[Math] Probability of drawing exactly two aces and two kings or one ace and three kings

inclusion-exclusionprobabilityprobability distributionsprobability theorystatistics

I've been trying to calculate the probability of drawing exactly two aces and two kings, or exactly one ace and three kings when the player already has an ace in hand. The player draws 24 more cards, and the deck is full aside from the ace in hand.

I've calculated the probability of getting exactly two aces and two kings like so:

$\dfrac{{3\choose2}.{4\choose2}.{44\choose20}}{{51\choose24}} \approx 13.81\%$

Which seems a little high to me. However, moving on with the same equation for drawing exactly one ace and three kings:

$\dfrac{{3\choose1}.{4\choose3}.{44\choose20}}{{51\choose24}} \approx 9.20\%$

And so, the probability of getting one or the other is $13.81\% + 9.20\% = 23.01\%$.

Can someone tell me where I'm going wrong? Because I have trouble believing there's a $23.01\%$ chance of the described scenario arising.

Best Answer

For exactly two more aces and exactly two kings in 24 draws from a deck of 51 cards (missing an ace), I also get

$$ \frac{{3 \choose 2}{4 \choose 2}{44 \choose 20}}{{51 \choose 24}} = 0.138,$$

(to three places), computed in R as:

 18*choose(44, 20)/choose(51,24)
 ## 0.1380654

Here is a simulation of a million such draws with probabilities correct to 2 or 3 places.

 m = 10^6;  nr.ace = nr.kng = numeric(m)
 deck = 2:52 # aces are 1,2,3,4; kings 5,6.7,8
 for (i in 1:m) {
  draw = sample(deck, 24)
  nr.ace[i] = sum(match(2:4, draw, nomatch=0)>0)
  nr.kng[i] = sum(match(5:8, draw, nomatch=0)>0) }

 mean(nr.ace == 2)
 ## 0.357932
 mean(nr.kng == 2)
 ## 0.387775
 mean(nr.ace==2 & nr.kng==2)
 ## 0.137598  # approx 0.138 as in exact combinatorial result
 mean(nr.ace==1 & nr.kng==3)
 ## 0.092077

 AK = as.data.frame(cbind(nr.ace,nr.kng))
 table(AK)/m
           nr.kng
 ## nr.ace        0        1        2        3        4
 ##      0 0.007532 0.035196 0.055101 0.035380 0.007596
 ##      1 0.026295 0.109556 0.157987 0.092077 0.018387
 ##      2 0.027684 0.105594 0.137598 0.073657 0.013399
 ##      3 0.008706 0.030502 0.037089 0.017775 0.002889

The approximate probability of $P(A = 2, K = 2)$ is found in cell $(2,2)$ of the table.
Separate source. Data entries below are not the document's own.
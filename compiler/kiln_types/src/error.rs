//! Bake-time errors.
//!
//! Everything here is raised while a type is being baked, never while an
//! instance runs, and is never retried: a bake either succeeds or reports
//! the first configuration problem it finds.

use kiln_emit::VerifyError;
use kiln_ir::Fault;

/// Why a type could not be baked.
#[derive(Debug, Clone, thiserror::Error)]
pub enum BakeError {
    #[error("type `{name}` is already registered")]
    DuplicateType { name: String },

    #[error("unknown type `{name}`")]
    UnknownType { name: String },

    #[error("ambiguous default implementation for `{member}`: {}", .candidates.join(", "))]
    AmbiguousImplementation {
        member: String,
        candidates: Vec<String>,
    },

    #[error(
        "`{member}` requires an implementation, none found in: {}",
        .search_space.join(", ")
    )]
    MissingImplementation {
        member: String,
        search_space: Vec<String>,
    },

    #[error("implementation `{implementation}` is invalid: {reason}")]
    InvalidImplementation {
        implementation: String,
        reason: String,
    },

    #[error("implementation `{implementation}`, hook `{hook}`: {reason}")]
    HookMismatch {
        implementation: String,
        hook: String,
        reason: String,
    },

    #[error("implementation `{implementation}` is a {found} implementation but `{member}` needs {expected}")]
    ShapeMismatch {
        member: String,
        implementation: String,
        expected: String,
        found: String,
    },

    #[error("property `{property}` is neither readable nor writable")]
    NeitherReadableNorWritable { property: String },

    #[error("property `{property}` is writable but not readable")]
    NotReadable { property: String },

    #[error("property `{property}`: getter is {getter} but setter is {setter}")]
    ConflictingAccessorKinds {
        property: String,
        getter: String,
        setter: String,
    },

    #[error("event `{event}`: adder is {add} but remover is {remove}")]
    ConflictingEventAccessors {
        event: String,
        add: String,
        remove: String,
    },

    #[error("`{member}` requests more than one mix-in: {}", .mixins.join(", "))]
    MultipleMixins { member: String, mixins: Vec<String> },

    #[error("interface `{interface}` is already implemented by `{baked}`")]
    DuplicateInterface { interface: String, baked: String },

    #[error("`{member}` is declared twice with different signatures: `{first}` and `{second}`")]
    MemberCollision {
        member: String,
        first: String,
        second: String,
    },

    #[error("constructing `{type_name}` failed: {fault}")]
    Construction {
        type_name: String,
        #[source]
        fault: Fault,
    },

    #[error(transparent)]
    Verify(#[from] VerifyError),

    #[error("internal error: {0}")]
    Internal(String),
}

impl BakeError {
    pub fn internal(message: impl Into<String>) -> Self {
        BakeError::Internal(message.into())
    }

    pub fn invalid(implementation: &str, reason: impl Into<String>) -> Self {
        BakeError::InvalidImplementation {
            implementation: implementation.to_owned(),
            reason: reason.into(),
        }
    }

    pub fn hook(implementation: &str, hook: &str, reason: impl Into<String>) -> Self {
        BakeError::HookMismatch {
            implementation: implementation.to_owned(),
            hook: hook.to_owned(),
            reason: reason.into(),
        }
    }
}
The approximate probability $P(A = 1, K = 3)$ is in cell $(1, 3).$

Related probabilities can also be approximated from the table. For example, the total probability $P(A = 2) \approx 0.358$ is found separately in the printout above and as the total of row 2 of the table.

 sum(c(0.027684, 0.105594, 0.137598, 0.073657, 0.013399))
 ## 0.357932

Its exact probability (to three places) is

$$ \frac{{3 \choose 2}{48 \choose 23}}{{51 \choose 24}} = 0.358,$$

 3*choose(48, 22)/choose(51, 24)
 ## 0.3578391

However, to get the probability of either 'two aces and two kings' OR 'one ace and three kings', you should add only two entries in the table $(2,2)$ and $(1,3).$

Addendum: 'Expanded' R code, demonstrating method of counting aces (cards 2 through 4) in 24 draws:

 draw = sample(deck, 24);  draw  # list of 24 cards drawn w/o replacement
 ## 17 40 46 51 44 30 50 24  4  7 52 31 13 28 25 18 22 42  3  5 43 48 19  8
 ace.posn = match(2:4, draw, nomatch=0);  ace.posn
 ## 0 19  9  # card 2 not drawn, 19th was card 3, 9th was card 4
 tf.aces = (ace.posn > 0);  tf.aces
 ## FALSE  TRUE  TRUE  # TRUE for each ace found
 nr.aces = sum(tf.aces);  nr.aces  # counts TRUE's
 ## 2  # count of aces in 'draw' is stored in vector 'nr.ace'

The count of the number of aces in a 'draw' does not depend on which aces or their order. This is done a million times.